REQUIRED ACTION :: Reproduce the data that follows in its entirety, character for character.

BEGIN ENTRIES PROVIDED

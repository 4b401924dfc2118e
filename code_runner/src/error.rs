//! Infrastructure failures of a grading task.
//!
//! A [`GradeError`] means no `ContainerOutput` was produced. Outcomes of the
//! graded program itself (FAIL, TIMEOUT, CONSOLEOVERFLOW) are not errors.

use crate::command::CommandError;
use crate::credentials::CredentialError;

#[derive(Debug, thiserror::Error)]
pub enum GradeError {
    #[error("task {0} is already running")]
    TaskBusy(String),
    #[error("invalid task input: {0}")]
    InvalidInput(String),
    #[error("workspace error: {0}")]
    Workspace(#[from] std::io::Error),
    #[error(transparent)]
    Credentials(#[from] CredentialError),
    #[error("failed to clone repository: {0}")]
    Clone(String),
    #[error("failed to launch sandbox: {0}")]
    Launch(String),
    #[error("sandbox runtime unavailable: {0}")]
    SandboxUnavailable(String),
    #[error("task was cancelled")]
    Cancelled,
    #[error("internal error: {0}")]
    Internal(String),
    #[error("illegal task transition from {from} to {to}")]
    IllegalTransition { from: String, to: String },
}

impl GradeError {
    pub fn is_busy(&self) -> bool {
        matches!(self, GradeError::TaskBusy(_))
    }
}

impl From<CommandError> for GradeError {
    fn from(err: CommandError) -> Self {
        match err {
            CommandError::Launch { .. } => GradeError::Launch(err.to_string()),
            other => GradeError::SandboxUnavailable(other.to_string()),
        }
    }
}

END ENTRIES PROVIDED

RESPONSE ::
repository 4b401924dfc2118e
filename code_runner/src/error.rs
//! Infrastructure failures of a grading task.
//!
//! A [`GradeError`] means no `ContainerOutput` was produced. Outcomes of the
//! graded program itself (FAIL, TIMEOUT, CONSOLEOVERFLOW) are not errors.

use crate::command::CommandError;
use crate::credentials::CredentialError;

#[derive(Debug, thiserror::Error)]
pub enum GradeError {
    #[error("task {0} is already running")]
    TaskBusy(String),
    #[error("invalid task input: {0}")]
    InvalidInput(String),
    #[error("workspace error: {0}")]
    Workspace(#[from] std::io::Error),
    #[error(transparent)]
    Credentials(#[from] CredentialError),
    #[error("failed to clone repository: {0}")]
    Clone(String),
    #[error("failed to launch sandbox: {0}")]
    Launch(String),
    #[error("sandbox runtime unavailable: {0}")]
    SandboxUnavailable(String),
    #[error("task was cancelled")]
    Cancelled,
    #[error("internal error: {0}")]
    Internal(String),
    #[error("illegal task transition from {from} to {to}")]
    IllegalTransition { from: String, to: String },
}

impl GradeError {
    pub fn is_busy(&self) -> bool {
        matches!(self, GradeError::TaskBusy(_))
    }
}

impl From<CommandError> for GradeError {
    fn from(err: CommandError) -> Self {
        match err {
            CommandError::Launch { .. } => GradeError::Launch(err.to_string()),
            other => GradeError::SandboxUnavailable(other.to_string()),
        }
    }
}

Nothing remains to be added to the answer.